THE DATA |
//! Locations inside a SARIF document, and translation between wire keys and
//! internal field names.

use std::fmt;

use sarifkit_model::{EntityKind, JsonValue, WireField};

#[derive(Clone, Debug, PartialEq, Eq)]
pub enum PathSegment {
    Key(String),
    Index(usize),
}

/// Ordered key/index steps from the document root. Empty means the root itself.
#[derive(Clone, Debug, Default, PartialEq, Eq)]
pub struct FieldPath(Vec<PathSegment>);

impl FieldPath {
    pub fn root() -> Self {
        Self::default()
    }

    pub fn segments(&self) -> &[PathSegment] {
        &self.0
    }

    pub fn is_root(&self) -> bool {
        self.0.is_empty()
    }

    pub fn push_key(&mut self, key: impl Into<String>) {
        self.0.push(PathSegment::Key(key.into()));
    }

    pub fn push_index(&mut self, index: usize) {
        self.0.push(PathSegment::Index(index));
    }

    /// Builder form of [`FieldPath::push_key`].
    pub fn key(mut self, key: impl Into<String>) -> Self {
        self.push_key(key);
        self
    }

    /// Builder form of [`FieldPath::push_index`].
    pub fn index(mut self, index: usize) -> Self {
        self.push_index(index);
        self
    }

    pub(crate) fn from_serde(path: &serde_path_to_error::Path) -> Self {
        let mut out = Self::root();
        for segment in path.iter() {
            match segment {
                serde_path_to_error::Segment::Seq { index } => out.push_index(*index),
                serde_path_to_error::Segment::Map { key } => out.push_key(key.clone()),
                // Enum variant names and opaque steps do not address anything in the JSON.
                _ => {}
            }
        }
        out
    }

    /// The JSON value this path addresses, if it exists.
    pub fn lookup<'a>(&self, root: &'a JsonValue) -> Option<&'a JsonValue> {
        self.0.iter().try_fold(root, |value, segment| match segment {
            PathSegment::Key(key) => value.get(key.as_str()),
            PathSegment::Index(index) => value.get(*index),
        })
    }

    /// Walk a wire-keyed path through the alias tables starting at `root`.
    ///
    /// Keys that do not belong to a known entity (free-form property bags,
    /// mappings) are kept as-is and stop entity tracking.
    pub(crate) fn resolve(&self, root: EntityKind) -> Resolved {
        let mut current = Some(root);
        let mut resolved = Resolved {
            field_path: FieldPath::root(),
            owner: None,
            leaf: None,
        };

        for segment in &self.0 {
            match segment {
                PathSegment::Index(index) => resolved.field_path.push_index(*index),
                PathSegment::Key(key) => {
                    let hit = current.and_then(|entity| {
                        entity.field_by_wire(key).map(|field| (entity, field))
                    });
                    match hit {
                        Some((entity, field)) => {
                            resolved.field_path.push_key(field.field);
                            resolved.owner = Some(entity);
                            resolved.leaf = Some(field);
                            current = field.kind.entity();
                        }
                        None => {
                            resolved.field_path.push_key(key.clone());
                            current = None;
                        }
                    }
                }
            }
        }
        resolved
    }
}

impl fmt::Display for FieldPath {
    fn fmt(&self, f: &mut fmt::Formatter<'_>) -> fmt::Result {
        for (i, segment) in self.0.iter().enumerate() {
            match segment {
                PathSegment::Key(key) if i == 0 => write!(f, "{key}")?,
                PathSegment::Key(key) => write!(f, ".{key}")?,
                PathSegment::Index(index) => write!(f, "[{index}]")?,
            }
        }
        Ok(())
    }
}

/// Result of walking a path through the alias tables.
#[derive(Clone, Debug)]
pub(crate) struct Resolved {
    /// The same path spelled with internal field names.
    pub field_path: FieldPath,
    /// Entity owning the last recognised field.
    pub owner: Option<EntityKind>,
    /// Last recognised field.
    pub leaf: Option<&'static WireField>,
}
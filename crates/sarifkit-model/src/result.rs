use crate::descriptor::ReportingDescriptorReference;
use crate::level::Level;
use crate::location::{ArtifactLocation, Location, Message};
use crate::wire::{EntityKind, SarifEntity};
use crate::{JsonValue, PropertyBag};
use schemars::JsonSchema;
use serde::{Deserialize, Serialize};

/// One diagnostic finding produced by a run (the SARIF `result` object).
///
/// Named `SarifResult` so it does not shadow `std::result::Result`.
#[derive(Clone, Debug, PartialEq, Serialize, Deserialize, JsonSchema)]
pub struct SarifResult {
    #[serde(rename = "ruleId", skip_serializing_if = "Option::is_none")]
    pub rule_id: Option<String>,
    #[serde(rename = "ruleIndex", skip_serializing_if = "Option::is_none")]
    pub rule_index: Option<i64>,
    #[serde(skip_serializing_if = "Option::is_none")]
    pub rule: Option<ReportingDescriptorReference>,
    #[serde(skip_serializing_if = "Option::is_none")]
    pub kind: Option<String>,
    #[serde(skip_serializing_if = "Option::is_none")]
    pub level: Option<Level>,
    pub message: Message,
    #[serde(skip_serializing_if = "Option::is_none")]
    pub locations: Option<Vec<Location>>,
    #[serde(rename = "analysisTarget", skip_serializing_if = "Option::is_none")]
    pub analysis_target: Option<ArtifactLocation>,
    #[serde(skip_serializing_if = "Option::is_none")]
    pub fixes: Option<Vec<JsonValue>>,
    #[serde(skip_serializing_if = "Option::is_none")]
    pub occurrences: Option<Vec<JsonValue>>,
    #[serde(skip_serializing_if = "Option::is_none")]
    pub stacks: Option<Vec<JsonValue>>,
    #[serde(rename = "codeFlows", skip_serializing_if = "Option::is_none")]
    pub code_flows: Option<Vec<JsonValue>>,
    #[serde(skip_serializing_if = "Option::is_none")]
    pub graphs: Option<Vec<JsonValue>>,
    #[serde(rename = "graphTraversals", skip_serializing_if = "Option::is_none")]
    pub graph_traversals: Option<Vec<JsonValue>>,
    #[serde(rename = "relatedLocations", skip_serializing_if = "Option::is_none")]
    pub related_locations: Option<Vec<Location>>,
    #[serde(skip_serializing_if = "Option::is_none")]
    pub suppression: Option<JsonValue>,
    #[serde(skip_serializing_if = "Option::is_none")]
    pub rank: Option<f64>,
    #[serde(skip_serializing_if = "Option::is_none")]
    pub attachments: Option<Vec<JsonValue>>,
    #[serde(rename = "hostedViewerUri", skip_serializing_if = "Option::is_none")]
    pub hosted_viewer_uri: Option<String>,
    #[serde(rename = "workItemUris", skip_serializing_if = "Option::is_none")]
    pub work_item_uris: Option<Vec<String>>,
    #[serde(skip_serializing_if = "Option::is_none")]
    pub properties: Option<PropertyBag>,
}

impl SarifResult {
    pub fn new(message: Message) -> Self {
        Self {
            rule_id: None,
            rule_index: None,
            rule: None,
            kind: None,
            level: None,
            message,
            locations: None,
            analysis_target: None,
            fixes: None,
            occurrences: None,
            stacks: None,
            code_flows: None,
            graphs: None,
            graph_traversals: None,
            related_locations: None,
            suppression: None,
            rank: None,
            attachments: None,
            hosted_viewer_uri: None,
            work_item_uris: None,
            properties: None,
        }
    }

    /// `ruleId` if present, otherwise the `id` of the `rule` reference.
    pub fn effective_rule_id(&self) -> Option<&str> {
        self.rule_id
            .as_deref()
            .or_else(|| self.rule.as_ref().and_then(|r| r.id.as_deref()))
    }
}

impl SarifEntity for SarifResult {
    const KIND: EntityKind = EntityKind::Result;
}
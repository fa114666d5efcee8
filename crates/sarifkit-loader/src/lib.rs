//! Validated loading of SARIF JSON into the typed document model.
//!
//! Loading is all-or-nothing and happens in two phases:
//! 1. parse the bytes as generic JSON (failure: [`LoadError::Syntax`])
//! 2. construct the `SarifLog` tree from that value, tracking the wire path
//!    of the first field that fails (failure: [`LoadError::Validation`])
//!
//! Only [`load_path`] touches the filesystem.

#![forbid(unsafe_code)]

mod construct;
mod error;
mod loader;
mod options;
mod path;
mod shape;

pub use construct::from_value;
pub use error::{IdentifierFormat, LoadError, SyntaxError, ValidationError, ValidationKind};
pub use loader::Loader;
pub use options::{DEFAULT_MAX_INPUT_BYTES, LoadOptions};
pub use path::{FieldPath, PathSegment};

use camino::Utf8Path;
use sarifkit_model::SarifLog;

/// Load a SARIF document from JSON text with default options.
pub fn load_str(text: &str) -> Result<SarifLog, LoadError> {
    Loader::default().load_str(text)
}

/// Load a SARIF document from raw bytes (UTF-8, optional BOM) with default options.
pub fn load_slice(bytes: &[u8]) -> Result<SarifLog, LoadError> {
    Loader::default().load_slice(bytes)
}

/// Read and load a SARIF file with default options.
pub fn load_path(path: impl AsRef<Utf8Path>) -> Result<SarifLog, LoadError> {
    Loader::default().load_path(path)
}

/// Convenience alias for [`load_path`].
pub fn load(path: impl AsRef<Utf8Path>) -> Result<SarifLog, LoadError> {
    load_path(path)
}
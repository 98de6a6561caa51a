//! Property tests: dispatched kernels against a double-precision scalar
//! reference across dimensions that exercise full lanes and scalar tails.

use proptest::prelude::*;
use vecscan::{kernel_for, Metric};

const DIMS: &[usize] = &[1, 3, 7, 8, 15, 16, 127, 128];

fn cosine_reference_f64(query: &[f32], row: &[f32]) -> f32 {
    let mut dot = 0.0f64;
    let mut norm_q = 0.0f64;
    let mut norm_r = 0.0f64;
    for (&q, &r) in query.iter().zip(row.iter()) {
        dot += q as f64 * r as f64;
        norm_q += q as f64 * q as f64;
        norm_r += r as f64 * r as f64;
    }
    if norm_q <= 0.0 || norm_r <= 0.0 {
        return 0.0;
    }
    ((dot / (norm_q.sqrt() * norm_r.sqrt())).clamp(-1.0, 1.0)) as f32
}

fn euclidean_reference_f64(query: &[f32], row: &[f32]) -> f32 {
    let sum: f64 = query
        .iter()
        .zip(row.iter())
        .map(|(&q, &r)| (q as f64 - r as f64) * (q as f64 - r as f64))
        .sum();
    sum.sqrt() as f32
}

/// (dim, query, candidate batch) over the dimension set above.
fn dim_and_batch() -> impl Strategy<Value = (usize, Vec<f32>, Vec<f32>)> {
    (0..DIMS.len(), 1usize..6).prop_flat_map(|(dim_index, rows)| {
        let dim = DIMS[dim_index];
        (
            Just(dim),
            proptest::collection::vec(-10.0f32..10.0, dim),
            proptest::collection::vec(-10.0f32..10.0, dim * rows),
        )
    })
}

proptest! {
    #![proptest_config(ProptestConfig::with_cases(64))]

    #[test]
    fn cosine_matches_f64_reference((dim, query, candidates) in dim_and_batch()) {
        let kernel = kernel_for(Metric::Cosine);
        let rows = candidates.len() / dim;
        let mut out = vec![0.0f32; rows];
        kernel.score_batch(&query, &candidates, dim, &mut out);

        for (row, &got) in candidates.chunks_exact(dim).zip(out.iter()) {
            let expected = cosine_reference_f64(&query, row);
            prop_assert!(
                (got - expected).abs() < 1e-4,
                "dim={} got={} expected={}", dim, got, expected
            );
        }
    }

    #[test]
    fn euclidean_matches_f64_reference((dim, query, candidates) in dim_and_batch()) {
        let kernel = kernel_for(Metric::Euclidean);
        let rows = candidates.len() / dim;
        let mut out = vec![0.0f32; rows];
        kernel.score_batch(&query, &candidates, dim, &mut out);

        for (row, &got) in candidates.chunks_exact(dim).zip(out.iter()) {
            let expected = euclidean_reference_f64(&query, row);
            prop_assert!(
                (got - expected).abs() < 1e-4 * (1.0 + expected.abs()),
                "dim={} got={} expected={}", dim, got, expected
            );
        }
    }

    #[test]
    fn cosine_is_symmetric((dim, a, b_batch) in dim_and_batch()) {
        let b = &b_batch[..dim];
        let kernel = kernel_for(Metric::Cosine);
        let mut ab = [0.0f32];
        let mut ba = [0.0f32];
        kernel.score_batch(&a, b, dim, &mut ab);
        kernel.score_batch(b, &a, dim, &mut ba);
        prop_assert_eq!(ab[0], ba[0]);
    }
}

EXERCISE | For this exercise, gather every line of the data that contains the word "ruleId".

TASK SOLUTION |
    #[serde(rename = "ruleId", skip_serializing_if = "Option::is_none")]
    /// `ruleId` if present, otherwise the `id` of the `rule` reference.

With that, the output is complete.